Work request |
Your task is to copy every line of the records below that contains "parse".

(Source records)
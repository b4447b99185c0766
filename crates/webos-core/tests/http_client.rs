use std::time::Duration;

use serde_json::json;
use webos_core::api::{NewFolder, NewLink, PullRequest, PushRequest, RemoteSettingsUpdate};
use webos_core::models::{ConflictStrategy, IconData, IconKind, IconUpdate};
use webos_core::{
    ApiError, CategoryId, DesktopApi, FolderRef, HttpApi, IconId, Scope, SyncApi, TenantApi,
};
use wiremock::matchers::{body_json, header, method, path, query_param};
use wiremock::{Mock, MockServer, ResponseTemplate};

fn client(server: &MockServer) -> HttpApi {
    HttpApi::with_options(
        &format!("{}/api", server.uri()),
        Some("test-token".to_string()),
        Duration::from_secs(5),
    )
    .unwrap()
}

#[tokio::test]
async fn list_icons_sends_auth_and_tenant_headers() {
    let server = MockServer::start().await;

    Mock::given(method("GET"))
        .and(path("/api/desktop/"))
        .and(query_param("parent_id", "root"))
        .and(header("authorization", "Bearer test-token"))
        .and(header("x-tenant-id", "acme"))
        .respond_with(ResponseTemplate::new(200).set_body_json(json!({
            "count": 2,
            "next": null,
            "results": [
                {"id": 1, "title": "Docs", "type": "category", "data": {"name": "Docs"}},
                {"id": 2, "title": "Mail", "type": "resource", "x": 80, "y": 0,
                 "data": {"link": "https://mail.example.com", "open_mode": "tab"}}
            ]
        })))
        .mount(&server)
        .await;

    let icons = client(&server)
        .list_icons(&Scope::new("acme", "1"), FolderRef::Root)
        .await
        .unwrap();

    assert_eq!(icons.len(), 2);
    assert!(icons[0].is_folder());
    assert!(matches!(icons[1].data, Some(IconData::Link(_))));
    assert_eq!(icons[1].x, 80);
}

#[tokio::test]
async fn list_icons_accepts_plain_array_and_omits_default_tenant() {
    let server = MockServer::start().await;

    Mock::given(method("GET"))
        .and(path("/api/desktop/"))
        .and(query_param("parent_id", "12"))
        .respond_with(ResponseTemplate::new(200).set_body_json(json!([
            {"id": 30, "title": "Report.pdf", "type": "resource", "data": {"file": "/media/r.pdf"}}
        ])))
        .mount(&server)
        .await;

    let icons = client(&server)
        .list_icons(&Scope::default(), FolderRef::Category(CategoryId::new(12)))
        .await
        .unwrap();
    assert_eq!(icons.len(), 1);
    assert_eq!(icons[0].id, IconId::new(30));

    let requests = server.received_requests().await.unwrap();
    assert_eq!(requests.len(), 1);
    assert!(requests[0].headers.get("x-tenant-id").is_none());
}

#[tokio::test]
async fn move_and_position_share_endpoint_with_different_bodies() {
    let server = MockServer::start().await;

    Mock::given(method("PATCH"))
        .and(path("/api/desktop/5/move/"))
        .and(body_json(json!({"parent_id": 9})))
        .respond_with(ResponseTemplate::new(200).set_body_json(json!({"ok": true})))
        .expect(1)
        .mount(&server)
        .await;
    Mock::given(method("PATCH"))
        .and(path("/api/desktop/5/move/"))
        .and(body_json(json!({"x": 120, "y": 40})))
        .respond_with(ResponseTemplate::new(204))
        .expect(1)
        .mount(&server)
        .await;

    let api = client(&server);
    let scope = Scope::new("acme", "1");
    api.move_icon(&scope, IconId::new(5), FolderRef::Category(CategoryId::new(9)))
        .await
        .unwrap();
    api.update_position(&scope, IconId::new(5), 120, 40)
        .await
        .unwrap();
}

#[tokio::test]
async fn list_smart_folder_sends_its_name() {
    let server = MockServer::start().await;

    Mock::given(method("GET"))
        .and(path("/api/desktop/"))
        .and(query_param("parent_id", "recent"))
        .respond_with(ResponseTemplate::new(200).set_body_json(json!([
            {"id": 41, "title": "notes.txt", "type": "resource", "x": 0, "y": 0}
        ])))
        .expect(1)
        .mount(&server)
        .await;

    let icons = client(&server)
        .list_icons(&Scope::new("acme", "1"), FolderRef::Recent)
        .await
        .unwrap();
    assert_eq!(icons.len(), 1);
    assert!(icons[0].data.is_none());
}

#[tokio::test]
async fn move_to_desktop_sends_root() {
    let server = MockServer::start().await;

    Mock::given(method("PATCH"))
        .and(path("/api/desktop/5/move/"))
        .and(body_json(json!({"parent_id": "root"})))
        .respond_with(ResponseTemplate::new(200).set_body_json(json!({"status": "moved"})))
        .expect(1)
        .mount(&server)
        .await;

    client(&server)
        .move_icon(&Scope::new("acme", "1"), IconId::new(5), FolderRef::Root)
        .await
        .unwrap();
}

#[tokio::test]
async fn rename_and_uninstall_hit_icon_actions() {
    let server = MockServer::start().await;

    Mock::given(method("POST"))
        .and(path("/api/desktop/5/rename/"))
        .and(body_json(json!({"name": "Reports"})))
        .respond_with(ResponseTemplate::new(200).set_body_json(json!({"status": "renamed"})))
        .expect(1)
        .mount(&server)
        .await;
    Mock::given(method("DELETE"))
        .and(path("/api/desktop/5/uninstall/"))
        .and(header("x-tenant-id", "acme"))
        .respond_with(ResponseTemplate::new(200).set_body_json(json!({"status": "deleted"})))
        .expect(1)
        .mount(&server)
        .await;

    let api = client(&server);
    let scope = Scope::new("acme", "1");
    api.rename_icon(&scope, IconId::new(5), "Reports")
        .await
        .unwrap();
    api.uninstall_icon(&scope, IconId::new(5)).await.unwrap();
}

#[tokio::test]
async fn create_folder_and_link_return_new_icons() {
    let server = MockServer::start().await;

    Mock::given(method("POST"))
        .and(path("/api/desktop/create_folder/"))
        .and(body_json(json!({"name": "Projects", "x": 10, "y": 20, "parent_id": "root"})))
        .respond_with(ResponseTemplate::new(200).set_body_json(json!({
            "id": 60, "title": "Projects", "type": "category", "x": 10, "y": 20,
            "object_id": 8, "data": {"id": 8, "name": "Projects"}
        })))
        .mount(&server)
        .await;
    Mock::given(method("POST"))
        .and(path("/api/desktop/create_link/"))
        .and(body_json(json!({
            "title": "Mail", "link": "https://mail.example.com",
            "x": 0, "y": 0, "parent_id": 8
        })))
        .respond_with(ResponseTemplate::new(200).set_body_json(json!({
            "id": 61, "title": "Mail", "type": "resource", "x": 0, "y": 0,
            "data": {"link": "https://mail.example.com"}
        })))
        .mount(&server)
        .await;

    let api = client(&server);
    let scope = Scope::new("acme", "1");
    let folder = api
        .create_folder(
            &scope,
            &NewFolder {
                name: "Projects".to_string(),
                x: 10,
                y: 20,
                parent_id: FolderRef::Root,
            },
        )
        .await
        .unwrap();
    assert_eq!(folder.kind, Some(IconKind::Category));
    assert_eq!(folder.folder_id(), Some(CategoryId::new(8)));

    let link = api
        .create_link(
            &scope,
            &NewLink {
                title: "Mail".to_string(),
                link: "https://mail.example.com".to_string(),
                icon_class: None,
                x: 0,
                y: 0,
                parent_id: FolderRef::Category(CategoryId::new(8)),
            },
        )
        .await
        .unwrap();
    assert!(matches!(link.data, Some(IconData::Link(_))));
}

#[tokio::test]
async fn tenant_discovery_never_sends_tenant_header() {
    let server = MockServer::start().await;

    Mock::given(method("GET"))
        .and(path("/api/memberships/"))
        .respond_with(ResponseTemplate::new(200).set_body_json(json!([
            {"id": 1, "role": "owner", "is_default": true,
             "tenant": {"id": 2, "name": "Acme", "slug": "acme", "is_active": true}},
            {"id": 3, "role": "member", "is_default": false,
             "tenant": {"id": 7, "name": "Globex", "slug": "globex", "is_active": true}}
        ])))
        .mount(&server)
        .await;
    Mock::given(method("GET"))
        .and(path("/api/tenants/"))
        .respond_with(ResponseTemplate::new(200).set_body_json(json!({
            "count": 1,
            "results": [{"id": 2, "name": "Acme", "slug": "acme", "owner": 1}]
        })))
        .mount(&server)
        .await;

    let api = client(&server);
    let memberships = api.list_memberships().await.unwrap();
    assert_eq!(memberships.len(), 2);
    assert!(memberships[0].is_default);
    assert_eq!(memberships[1].tenant.scope_id(), "7");

    let tenants = api.list_tenants().await.unwrap();
    assert_eq!(tenants[0].slug, "acme");

    let requests = server.received_requests().await.unwrap();
    assert_eq!(requests.len(), 2);
    for request in &requests {
        assert!(request.headers.get("x-tenant-id").is_none());
        assert_eq!(
            request.headers.get("authorization").unwrap(),
            "Bearer test-token"
        );
    }
}

#[tokio::test]
async fn push_posts_batch_and_reads_report() {
    let server = MockServer::start().await;

    Mock::given(method("POST"))
        .and(path("/api/sync/push/"))
        .and(body_json(json!({
            "conflict_strategy": "server_wins",
            "icons": [{"id": 7, "x": 10, "y": 20, "updated_at": "2024-01-01T00:00:00Z"}]
        })))
        .respond_with(ResponseTemplate::new(200).set_body_json(json!({
            "success": true,
            "data": {"updated": 1, "skipped": 0, "server_time": "2024-01-01T00:00:01Z"}
        })))
        .mount(&server)
        .await;

    let report = client(&server)
        .push(
            &Scope::new("acme", "1"),
            &PushRequest {
                conflict_strategy: ConflictStrategy::ServerWins,
                icons: vec![IconUpdate {
                    id: IconId::new(7),
                    x: 10,
                    y: 20,
                    updated_at: "2024-01-01T00:00:00Z".parse().unwrap(),
                }],
            },
        )
        .await
        .unwrap();

    assert_eq!(report.updated, 1);
    assert_eq!(report.skipped, 0);
    assert!(report.server_time.is_some());
}

#[tokio::test]
async fn pull_reads_dataset_envelope() {
    let server = MockServer::start().await;

    Mock::given(method("POST"))
        .and(path("/api/sync/pull/"))
        .and(body_json(json!({"since": "2023-12-31T00:00:00Z"})))
        .respond_with(ResponseTemplate::new(200).set_body_json(json!({
            "data": {
                "icons": [{"id": 7, "title": "Notes", "x": 10, "y": 20}],
                "resources": [{"id": 100}],
                "server_time": "2024-01-01T00:00:00Z"
            }
        })))
        .mount(&server)
        .await;

    let dataset = client(&server)
        .pull(
            &Scope::new("acme", "1"),
            &PullRequest {
                since: Some("2023-12-31T00:00:00Z".parse().unwrap()),
            },
        )
        .await
        .unwrap();

    assert_eq!(dataset.icons.map(|icons| icons.len()), Some(1));
    assert_eq!(dataset.resources.len(), 1);
    assert!(dataset.categories.is_empty());
    assert_eq!(
        dataset.server_time.map(|at| at.to_rfc3339()),
        Some("2024-01-01T00:00:00+00:00".to_string())
    );
}

#[tokio::test]
async fn settings_get_and_patch() {
    let server = MockServer::start().await;

    Mock::given(method("GET"))
        .and(path("/api/sync/settings/"))
        .respond_with(ResponseTemplate::new(200).set_body_json(json!({
            "data": {"upload_enabled": true, "conflict_strategy": "client_wins", "last_sync_at": null}
        })))
        .mount(&server)
        .await;
    Mock::given(method("PATCH"))
        .and(path("/api/sync/settings/"))
        .and(body_json(json!({"upload_enabled": false, "conflict_strategy": "server_wins"})))
        .respond_with(ResponseTemplate::new(200).set_body_json(json!({
            "data": {"upload_enabled": false, "conflict_strategy": "server_wins"}
        })))
        .mount(&server)
        .await;

    let api = client(&server);
    let scope = Scope::new("acme", "1");
    let remote = api.get_settings(&scope).await.unwrap();
    assert!(remote.upload_enabled);
    assert_eq!(remote.conflict_strategy, ConflictStrategy::ClientWins);

    let updated = api
        .update_settings(
            &scope,
            &RemoteSettingsUpdate {
                upload_enabled: false,
                conflict_strategy: ConflictStrategy::ServerWins,
            },
        )
        .await
        .unwrap();
    assert!(!updated.upload_enabled);
}

#[tokio::test]
async fn http_errors_carry_server_message() {
    let server = MockServer::start().await;

    Mock::given(method("PATCH"))
        .and(path("/api/desktop/5/move/"))
        .respond_with(
            ResponseTemplate::new(400).set_body_json(json!({"msg": "Target is not a folder"})),
        )
        .mount(&server)
        .await;
    Mock::given(method("POST"))
        .and(path("/api/sync/pull/"))
        .respond_with(
            ResponseTemplate::new(403).set_body_json(json!({"detail": "Not a member of tenant"})),
        )
        .mount(&server)
        .await;
    Mock::given(method("POST"))
        .and(path("/api/sync/push/"))
        .respond_with(ResponseTemplate::new(502).set_body_string("<html>Bad gateway</html>"))
        .mount(&server)
        .await;

    let api = client(&server);
    let scope = Scope::new("acme", "1");

    let move_error = api
        .move_icon(&scope, IconId::new(5), FolderRef::Category(CategoryId::new(6)))
        .await
        .unwrap_err();
    assert!(matches!(move_error, ApiError::Http { status: 400, .. }));
    assert_eq!(move_error.user_message(), "Target is not a folder");

    let pull_error = api
        .pull(&scope, &PullRequest { since: None })
        .await
        .unwrap_err();
    assert_eq!(pull_error.user_message(), "Not a member of tenant");

    let push_error = api
        .push(
            &scope,
            &PushRequest {
                conflict_strategy: ConflictStrategy::ServerWins,
                icons: Vec::new(),
            },
        )
        .await
        .unwrap_err();
    assert_eq!(push_error.user_message(), "request failed");
}

#[tokio::test]
async fn undecodable_body_is_client_error() {
    let server = MockServer::start().await;

    Mock::given(method("GET"))
        .and(path("/api/desktop/"))
        .respond_with(ResponseTemplate::new(200).set_body_string("not json"))
        .mount(&server)
        .await;

    let error = client(&server)
        .list_icons(&Scope::default(), FolderRef::Root)
        .await
        .unwrap_err();
    assert!(matches!(error, ApiError::Client(_)));
}

#[tokio::test]
async fn unreachable_server_is_network_error() {
    // Bind then release a port so nothing is listening on it
    let listener = std::net::TcpListener::bind("127.0.0.1:0").unwrap();
    let base = format!("http://{}/api", listener.local_addr().unwrap());
    drop(listener);

    let api = HttpApi::with_options(&base, None, Duration::from_secs(2)).unwrap();
    let error = api
        .pull(&Scope::default(), &PullRequest { since: None })
        .await
        .unwrap_err();

    assert!(error.is_network());
    assert_eq!(error.user_message(), "network connection failed");
}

Response |
                    updated_at: "2024-01-01T00:00:00Z".parse().unwrap(),
                since: Some("2023-12-31T00:00:00Z".parse().unwrap()),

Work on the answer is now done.